In the records below, pick out all lines containing the word "offered".

____ Given records

//! Wire types shared with the evaluation service.

use std::collections::BTreeMap;
use std::fmt;

use serde::{Deserialize, Serialize};

// =============================================================================
// CATALOG
// =============================================================================

/// Candidate model offered for compare mode.
#[derive(Debug, Clone, PartialEq, Serialize, Deserialize)]
pub struct ModelOption {
    pub id: String,
    pub name: String,
    #[serde(default, skip_serializing_if = "Option::is_none")]
    pub description: Option<String>,
}

/// Analysis detector offered by the service.
#[derive(Debug, Clone, PartialEq, Serialize, Deserialize)]
pub struct DetectorOption {
    pub id: String,
    pub label: String,
    #[serde(default, skip_serializing_if = "Option::is_none")]
    pub description: Option<String>,
    /// Threshold a freshly seeded selection starts with.
    #[serde(default = "default_detector_threshold")]
    pub default_threshold: f64,
}

fn default_detector_threshold() -> f64 {
    0.5
}

/// Jury perspective offered for jury mode.
#[derive(Debug, Clone, PartialEq, Serialize, Deserialize)]
pub struct JuryRoleOption {
    pub id: String,
    pub name: String,
    pub description: String,
}

/// Response of the config endpoint.
#[derive(Debug, Clone, Default, PartialEq, Serialize, Deserialize)]
pub struct EvaluationConfig {
    pub models: Vec<ModelOption>,
    pub detectors: Vec<DetectorOption>,
    pub jury_roles: Vec<JuryRoleOption>,
}

// =============================================================================
// REQUEST
// =============================================================================

/// Which evaluation flow a request runs.
#[derive(Debug, Clone, Copy, Default, PartialEq, Eq, Hash, Serialize, Deserialize)]
#[serde(rename_all = "lowercase")]
pub enum EvaluationMode {
    /// Run several models on the same input and diff their outputs.
    #[default]
    Compare,
    /// Have several role perspectives score a single output.
    Jury,
}

impl EvaluationMode {
    pub fn as_str(&self) -> &'static str {
        match self {
            EvaluationMode::Compare => "compare",
            EvaluationMode::Jury => "jury",
        }
    }
}

impl fmt::Display for EvaluationMode {
    fn fmt(&self, f: &mut fmt::Formatter<'_>) -> fmt::Result {
        f.write_str(self.as_str())
    }
}

/// User configuration for one detector.
///
/// `threshold` stays unset for detectors toggled on before the catalog seeded
/// them; the service then applies its own default.
#[derive(Debug, Clone, PartialEq, Serialize, Deserialize)]
pub struct DetectorSelection {
    pub id: String,
    pub enabled: bool,
    #[serde(default, skip_serializing_if = "Option::is_none")]
    pub threshold: Option<f64>,
}

/// A checked jury role and the weight its opinion carries.
#[derive(Debug, Clone, PartialEq, Serialize, Deserialize)]
pub struct JuryRoleSelection {
    pub id: String,
    pub weight: f64,
}

#[derive(Debug, Clone, PartialEq, Serialize, Deserialize)]
pub struct CompareRequest {
    pub input_text: String,
    pub models: Vec<String>,
    pub detectors: Vec<DetectorSelection>,
}

#[derive(Debug, Clone, PartialEq, Serialize, Deserialize)]
pub struct JuryRequest {
    pub input_text: String,
    pub roles: Vec<JuryRoleSelection>,
    pub detectors: Vec<DetectorSelection>,
}

/// Connection details for the LLM endpoint the service should call.
///
/// Passed through verbatim; empty values let the service fall back to its own
/// defaults.
#[derive(Clone, Default, PartialEq, Eq, Serialize, Deserialize)]
pub struct LlmConfig {
    #[serde(default)]
    pub base_url: String,
    #[serde(default)]
    pub api_key: String,
}

impl fmt::Debug for LlmConfig {
    fn fmt(&self, f: &mut fmt::Formatter<'_>) -> fmt::Result {
        let api_key = if self.api_key.is_empty() {
            ""
        } else {
            "<redacted>"
        };
        f.debug_struct("LlmConfig")
            .field("base_url", &self.base_url)
            .field("api_key", &api_key)
            .finish()
    }
}

/// Body of the evaluate endpoint. Exactly one of `compare`/`jury` is set,
/// matching `mode`.
#[derive(Debug, Clone, PartialEq, Serialize, Deserialize)]
pub struct EvaluationRequest {
    pub mode: EvaluationMode,
    #[serde(default, skip_serializing_if = "Option::is_none")]
    pub compare: Option<CompareRequest>,
    #[serde(default, skip_serializing_if = "Option::is_none")]
    pub jury: Option<JuryRequest>,
    #[serde(default, skip_serializing_if = "Option::is_none")]
    pub llm: Option<LlmConfig>,
}

// =============================================================================
// RESPONSE
// =============================================================================

#[derive(Debug, Clone, PartialEq, Serialize, Deserialize)]
pub struct DiffSnippet {
    pub model_id: String,
    pub content: String,
    /// Unified-diff lines against the first model's completion.
    #[serde(default)]
    pub highlighted_diff: Vec<String>,
}

#[derive(Debug, Clone, PartialEq, Serialize, Deserialize)]
pub struct DetectorIssue {
    pub detector_id: String,
    pub severity: String,
    pub summary: String,
    pub evidence: String,
}

#[derive(Debug, Clone, PartialEq, Serialize, Deserialize)]
pub struct CompareResult {
    /// Server timestamp, kept as sent.
    pub generated_at: String,
    /// Model id -> completion text.
    pub completions: BTreeMap<String, String>,
    pub diffs: Vec<DiffSnippet>,
    pub detector_issues: Vec<DetectorIssue>,
}

#[derive(Debug, Clone, PartialEq, Serialize, Deserialize)]
pub struct JuryRoleOpinion {
    pub role_id: String,
    pub summary: String,
    pub score: f64,
    pub recommendations: Vec<String>,
}

#[derive(Debug, Clone, PartialEq, Serialize, Deserialize)]
pub struct JuryAggregate {
    pub overall_score: f64,
    /// Dimension -> score for radar display.
    pub radar: BTreeMap<String, f64>,
    pub consensus: BTreeMap<String, f64>,
}

#[derive(Debug, Clone, PartialEq, Serialize, Deserialize)]
pub struct JuryResult {
    pub generated_at: String,
    pub opinions: Vec<JuryRoleOpinion>,
    pub aggregate: JuryAggregate,
    pub detector_issues: Vec<DetectorIssue>,
}

/// Result of an evaluation. Stored as received; nothing in this crate
/// interprets its contents.
#[derive(Debug, Clone, PartialEq, Serialize, Deserialize)]
pub struct EvaluationResponse {
    pub mode: EvaluationMode,
    #[serde(default, skip_serializing_if = "Option::is_none")]
    pub compare_result: Option<CompareResult>,
    #[serde(default, skip_serializing_if = "Option::is_none")]
    pub jury_result: Option<JuryResult>,
}

#[cfg(test)]
mod tests {
    use super::*;

    #[test]
    fn detector_default_threshold_applies_when_missing() {
        let detector: DetectorOption =
            serde_json::from_str(r#"{"id": "readability", "label": "Readability"}"#).unwrap();
        assert_eq!(detector.default_threshold, 0.5);
        assert!(detector.description.is_none());
    }

    #[test]
    fn unset_threshold_is_omitted_from_payload() {
        let selection = DetectorSelection {
            id: "d2".into(),
            enabled: false,
            threshold: None,
        };
        let value = serde_json::to_value(&selection).unwrap();
        assert_eq!(value, serde_json::json!({"id": "d2", "enabled": false}));
    }

    #[test]
    fn mode_serializes_lowercase() {
        assert_eq!(
            serde_json::to_string(&EvaluationMode::Jury).unwrap(),
            "\"jury\""
        );
        assert_eq!(EvaluationMode::default(), EvaluationMode::Compare);
    }

    #[test]
    fn llm_config_debug_hides_api_key() {
        let llm = LlmConfig {
            base_url: "https://api.example.com/v1".into(),
            api_key: "sk-secret".into(),
        };
        let rendered = format!("{llm:?}");
        assert!(rendered.contains("https://api.example.com/v1"));
        assert!(!rendered.contains("sk-secret"));
    }
}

________

• Solution to the problem:
/// Candidate model offered for compare mode.
/// Analysis detector offered by the service.
/// Jury perspective offered for jury mode.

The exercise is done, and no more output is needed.